Proxy ARP Sucks
Proxy ARP was often used in network designs 10–15 years ago, to enable NAT. It helped get around some specific challenges, but it was always an administrative hassle, and caused significant scaling issues. There’s very little reason to use it these days, but sadly it still lingers on, just waiting to catch out junior engineers.
Proxy ARP History
15+ years ago, Enterprises would have a small public IP allocation, delivered to them by their local ISP. The ISP would manage the CPE, and present an Ethernet connection to the Enterprise. That local network would be the public subnet - e.g. 200.200.200.0/24. You could plug in a switch, and directly connect your servers. Give them an address from 200.200.200.0/24, and set the default gateway to be the CPE. Done.
But hang on, what if we wanted to use a firewall? And what about NAT? That started coming into wide-spread use, and Enterprises liked the idea of being able to use a small public IP range for many internal systems. Now our network looks like this:
The problem now is that our servers have internal private IP addresses. The firewall and CPE are using IPs in the 200.200.200.0/24 range, but how can we NAT say 200.200.200.50 to our internal server at 172.16.10.10? We can configure the NAT policy on our firewall, but we still need a way to get the CPE to forward frames to the firewall, so it can translate them, and forward them on. The problem is that if the CPE needs to forward traffic to 200.200.200.50, it assumes that it’s a locally connected system, and so it sends out an ARP broadcast.
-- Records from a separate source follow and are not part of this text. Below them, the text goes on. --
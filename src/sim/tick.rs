//! Scene controller: setup, per-frame update, game over and restart
//!
//! Frame order: input is resolved before movement, movement before collision
//! consequences, and obstacles that leave the screen are swept in the same
//! frame they leave.

use glam::Vec2;

use super::collision::overlapping_obstacles;
use super::daynight::DayPhase;
use super::input::{InputIntent, InputQueue};
use super::spawner::{ObstacleSpawner, SpawnParams};
use super::state::{GameEvent, GamePhase, GameSession, Viewport};
use crate::consts::*;
use crate::lane_x;
use crate::tuning::{MovementMode, ScoreMode, Tuning};

/// Owns the running session and the balance sheet it is played with
#[derive(Debug, Clone)]
pub struct SceneController {
    tuning: Tuning,
    session: GameSession,
    /// Skip cosmetic cross-fades
    reduced_motion: bool,
}

impl SceneController {
    /// Set up a fresh session
    pub fn new(tuning: Tuning, viewport: Viewport, seed: u64) -> Self {
        let session = GameSession::new(&tuning, viewport, seed);
        log::info!(
            "Session initialized (seed {}, {} movement, {}x{})",
            seed,
            tuning.movement.as_str(),
            viewport.width,
            viewport.height
        );
        Self {
            tuning,
            session,
            reduced_motion: false,
        }
    }

    pub fn session(&self) -> &GameSession {
        &self.session
    }

    pub fn tuning(&self) -> &Tuning {
        &self.tuning
    }

    pub fn set_reduced_motion(&mut self, reduced_motion: bool) {
        self.reduced_motion = reduced_motion;
    }

    /// Hand pending events to the host
    pub fn drain_events(&mut self) -> Vec<GameEvent> {
        self.session.take_events()
    }

    /// One host frame: fold queued input, fire due timers, then update.
    ///
    /// Timers see the full wall-clock delta; only movement is clamped.
    pub fn frame(&mut self, dt: f32, queue: &mut InputQueue) {
        let intent = queue.drain(self.session.viewport.width);
        let dt = dt.max(0.0);
        self.advance_clock(dt as f64 * 1000.0);
        self.update(dt.min(MAX_FRAME_DT), &intent);
    }

    /// Advance wall-clock timers: spawns, day/night, guide text.
    ///
    /// Nothing advances once the session has ended.
    pub fn advance_clock(&mut self, dt_ms: f64) {
        if self.session.is_game_over() {
            return;
        }
        let dt_ms = dt_ms.max(0.0);
        let fade_ms = if self.reduced_motion {
            0.0
        } else {
            self.tuning.cross_fade_ms
        };

        let session = &mut self.session;
        session.elapsed_ms += dt_ms;
        session.guide.advance(dt_ms);

        for phase in session.day_night.advance(dt_ms, fade_ms) {
            session.bike.texture = phase.bike_texture();
            session.push_event(GameEvent::DayNightChanged {
                night: phase == DayPhase::Night,
            });
        }

        let due = session.spawner.due(dt_ms);
        for _ in 0..due {
            self.spawn_one();
        }
    }

    /// Drop one obstacle using the current speed and lighting
    pub fn spawn_one(&mut self) {
        let tuning = &self.tuning;
        let session = &mut self.session;
        let params = SpawnParams {
            viewport: session.viewport,
            movement: tuning.movement,
            fall_speed: if tuning.obstacle_speed_scaled {
                session.speed
            } else {
                tuning.obstacle_fixed_speed
            },
            with_light: tuning.obstacle_lights && session.is_night(),
        };
        let id = session.spawner.spawn_one(&mut session.obstacles, params);
        if let Some(obstacle) = session.obstacles.last() {
            let event = GameEvent::ObstacleSpawned {
                id,
                kind: obstacle.kind,
                light: obstacle.light,
            };
            session.push_event(event);
        }
    }

    /// Advance the simulation by `dt` seconds.
    ///
    /// Does nothing once the session has ended or for zero-length frames.
    pub fn update(&mut self, dt: f32, intent: &InputIntent) {
        if self.session.is_game_over() || dt <= 0.0 {
            return;
        }
        let dt = dt.min(MAX_FRAME_DT);
        let score_before = self.session.score;

        self.move_bike(dt, intent);

        let session = &mut self.session;
        for obstacle in &mut session.obstacles {
            obstacle.advance(dt);
        }
        session.background.advance(session.speed, dt);

        for id in overlapping_obstacles(&self.session.bike, &self.session.obstacles) {
            self.report_overlap(id);
        }
        if self.session.is_game_over() {
            return;
        }

        self.accumulate_score(dt);
        self.sweep();
        self.apply_difficulty();

        if self.session.score != score_before {
            let score = self.session.score;
            self.session.push_event(GameEvent::ScoreChanged { score });
        }
    }

    fn move_bike(&mut self, dt: f32, intent: &InputIntent) {
        let tuning = &self.tuning;
        let viewport = self.session.viewport;
        let bike = &mut self.session.bike;

        match tuning.movement {
            MovementMode::Free => {
                let axis = intent.steer.axis();
                bike.vel.x = axis * tuning.steer_speed;
                let half = BIKE_WIDTH / 2.0;
                let max_x = (viewport.width - half).max(half);
                bike.pos.x = (bike.pos.x + bike.vel.x * dt).clamp(half, max_x);
                bike.target_x = bike.pos.x;

                if intent.jump && bike.on_ground(&viewport) {
                    bike.vel.y = -tuning.jump_velocity;
                }
                bike.vel.y += tuning.gravity * dt;
                bike.pos.y += bike.vel.y * dt;

                let ground = viewport.ground_y();
                let ceiling = BIKE_HEIGHT / 2.0;
                if bike.pos.y >= ground {
                    bike.pos.y = ground;
                    bike.vel.y = 0.0;
                } else if bike.pos.y < ceiling {
                    bike.pos.y = ceiling;
                    bike.vel.y = 0.0;
                }

                let smoothing = tuning.tilt_smoothing;
                bike.tilt = bike.tilt * smoothing + axis * tuning.max_tilt * (1.0 - smoothing);
            }
            MovementMode::Lanes => {
                if let Some(shift) = intent.lane_shift {
                    if bike.request_lane_change(shift, &viewport, tuning.lane_change_ms) {
                        log::debug!("Lane change to {}", bike.lane);
                    }
                }
                bike.advance_lane_tween(dt as f64 * 1000.0, tuning.max_tilt);
            }
        }
    }

    fn accumulate_score(&mut self, dt: f32) {
        let tuning = &self.tuning;
        let session = &mut self.session;
        match tuning.score_mode {
            ScoreMode::PerFrame => {
                session.score = session.score.saturating_add(tuning.per_frame_points);
            }
            ScoreMode::Distance => {
                session.score_carry += session.speed * dt * tuning.points_per_unit;
                let whole = session.score_carry.floor();
                if whole >= 1.0 {
                    session.score = session.score.saturating_add(whole as u64);
                    session.score_carry -= whole;
                }
            }
            ScoreMode::ObstaclesOnly => {}
        }
    }

    /// Remove obstacles that have left the screen, crediting each one
    fn sweep(&mut self) {
        let session = &mut self.session;
        let gone = ObstacleSpawner::sweep_and_clean(
            &mut session.obstacles,
            &session.viewport,
            self.tuning.cleanup_margin,
        );
        for obstacle in gone {
            session.score = session.score.saturating_add(self.tuning.pass_bonus);
            log::debug!("Obstacle #{} passed (+{})", obstacle.id, self.tuning.pass_bonus);
            session.push_event(GameEvent::ObstacleRemoved {
                id: obstacle.id,
                light: obstacle.light,
                passed: true,
            });
        }
    }

    fn apply_difficulty(&mut self) {
        let tuning = &self.tuning;
        let session = &mut self.session;
        let level = tuning.level_for_score(session.score);
        if level <= session.level {
            return;
        }
        session.level = level;
        session.speed = tuning.speed_for_level(level);
        session
            .spawner
            .set_interval(tuning.spawn_interval_for_level(level));
        log::info!("Difficulty level {} (speed {:.0})", level, session.speed);
        let speed = session.speed;
        session.push_event(GameEvent::SpeedUp { level, speed });
    }

    /// The physics side saw the bike overlapping an obstacle.
    ///
    /// Ends a running session; repeated reports are ignored. Returns true if
    /// this report ended the session.
    pub fn report_overlap(&mut self, obstacle_id: u32) -> bool {
        let session = &mut self.session;
        if session.phase == GamePhase::Ended {
            return false;
        }
        if !session.obstacles.iter().any(|o| o.id == obstacle_id) {
            log::warn!("Overlap reported for unknown obstacle #{}", obstacle_id);
            return false;
        }

        session.phase = GamePhase::Ended;
        session.spawner.stop();
        session.bike.vel = Vec2::ZERO;
        let score = session.score;
        log::info!("Game over: hit obstacle #{} with score {}", obstacle_id, score);
        session.push_event(GameEvent::GameOver { score, obstacle_id });
        true
    }

    /// Throw the current session away and start a new one.
    ///
    /// Undelivered events survive, followed by a removal for every obstacle
    /// that was still on screen so hosts can release their lights.
    pub fn restart(&mut self, seed: u64) {
        let viewport = self.session.viewport;
        let old = std::mem::replace(
            &mut self.session,
            GameSession::new(&self.tuning, viewport, seed),
        );

        let mut events = old.events;
        events.extend(old.obstacles.into_iter().map(|o| GameEvent::ObstacleRemoved {
            id: o.id,
            light: o.light,
            passed: false,
        }));
        events.push(GameEvent::Restarted);
        self.session.events = events;
        log::info!("Session restarted (seed {}, previous score {})", seed, old.score);
    }

    /// The host viewport changed size
    pub fn resize(&mut self, width: f32, height: f32) {
        let viewport = Viewport::new(width, height);
        let session = &mut self.session;
        let old = session.viewport;
        if old == viewport {
            return;
        }
        session.viewport = viewport;
        session.background.relayout(viewport.height);

        let scale_x = viewport.width / old.width;
        let bike = &mut session.bike;
        match self.tuning.movement {
            MovementMode::Lanes => {
                bike.lane_tween = None;
                bike.tilt = 0.0;
                bike.pos.x = lane_x(bike.lane, viewport.width);
            }
            MovementMode::Free => {
                let half = BIKE_WIDTH / 2.0;
                bike.pos.x = (bike.pos.x * scale_x).clamp(half, (viewport.width - half).max(half));
            }
        }
        bike.target_x = bike.pos.x;
        bike.pos.y += viewport.ground_y() - old.ground_y();

        for obstacle in &mut session.obstacles {
            obstacle.pos.x = match obstacle.lane {
                Some(lane) => lane_x(lane, viewport.width),
                None => obstacle.pos.x * scale_x,
            };
        }
        log::info!("Viewport resized to {}x{}", viewport.width, viewport.height);
    }
}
This is where proxy ARP comes in. We could configure proxy ARP on the firewall to say “In addition to your own interface IPs, if you see an ARP request for 200.200.200.50, then respond with your own MAC address.” The CPE would get an ARP response from the firewall, and forward the frames to the firewall’s MAC.
The firewall would see its MAC as the destination, recognise that it needed to process the frame, see that it was to an IP that it had a NAT policy for, apply the NAT policy, and forward the packet to the internal private IP.
That’s all good, and it got around our problem. From the ISP’s perspective, nothing changed - their CPE still had a local public subnet, but now the Enterprise could get that traffic forwarded to different parts of their internal network.
What’s Wrong With It Then?
There are three issues with this setup:
- It’s an administrative hassle. Configuring a NAT rule alone isn’t enough - you also need to make sure that the firewall has a proxy ARP entry configured. Some firewalls automatically added NAT entries, others required separate configuration. In the case of Check Point systems, this could be especially jarring, as the NAT rule would be configured within the Check Point software, but the proxy ARP configuration depended on whatever OS Check Point was running on. Many, many firewall change requests were made without checking that a proxy ARP entry existed, resulting in failed changes and re-work. In ITIL shops, this often meant waiting a week until the next change window.
- How do you scale? What happens when you’ve used all of your 200.200.200.0/24 allocation? Your ISP might assign you 200.200.237.0/24, but how do you use it? We ended up doing terribly ugly things like putting secondary addresses on the CPE and firewall. Secondary addresses are always a hack, and can result in unexpected behaviour.
- This approach wastes addresses, particularly as you scale. Each new allocation wastes the network & broadcast addresses, and the IPs assigned to the gateways. Those public IPs can’t be used for NAT.
What Should We Do Instead?
People started thinking that NAT somehow required the use of proxy ARP, forgetting the basics of Ethernet/IP/ARP operation. They forgot that all it was there for was so that the packets with a NAT IP destination would get forward to the firewall, so it could process them. The actual NAT policies on the firewall didn’t care about proxy ARP - they just needed to somehow receive the packets, so they could translate and forward them. People thought that a firewall could only NAT IPs that were on a locally connected network, but of course that’s not necessary.
Once we understand that, then the answer is simple: Just set up your routing so that the subnet you want to use for NAT is routed to the firewall. Could be done with static or dynamic routing:
This means that we can now use ALL of the NAT range for NAT - no wasted subnet/broadcast IPs, or need to use any for the gateways themselves. Now when we need to scale the solution, we just route another subnet towards the firewall. No manual proxy ARP configuration required for new NAT entries either - just define the firewall policy, and be done with it. Simpler configurations, simpler troubleshooting, better networking.
There was one wrinkle: If you didn’t control the routing on the CPE, you were reliant on your ISP making the change. In the early 2000s, some of them wouldn’t do it, and you were stuck. By the mid-2000s, most ISPs would do it. You would be very unlucky to find an ISP today that wouldn’t make this sort of change.
Why Is it Still Around Then?
Old habits die hard. Most of us have gotten over it, but there’s still a lot of people who think that NAT somehow requires proxy ARP. It’s remarkable how often it still pops up, given the pain it causes, and that network engineers wouldn’t dream of running a network with hundreds of host routes…yet proxy ARP isn’t much different.
Proxy ARP was always a kludge. Don’t allow it as part of your designs. Rip it out where you find it.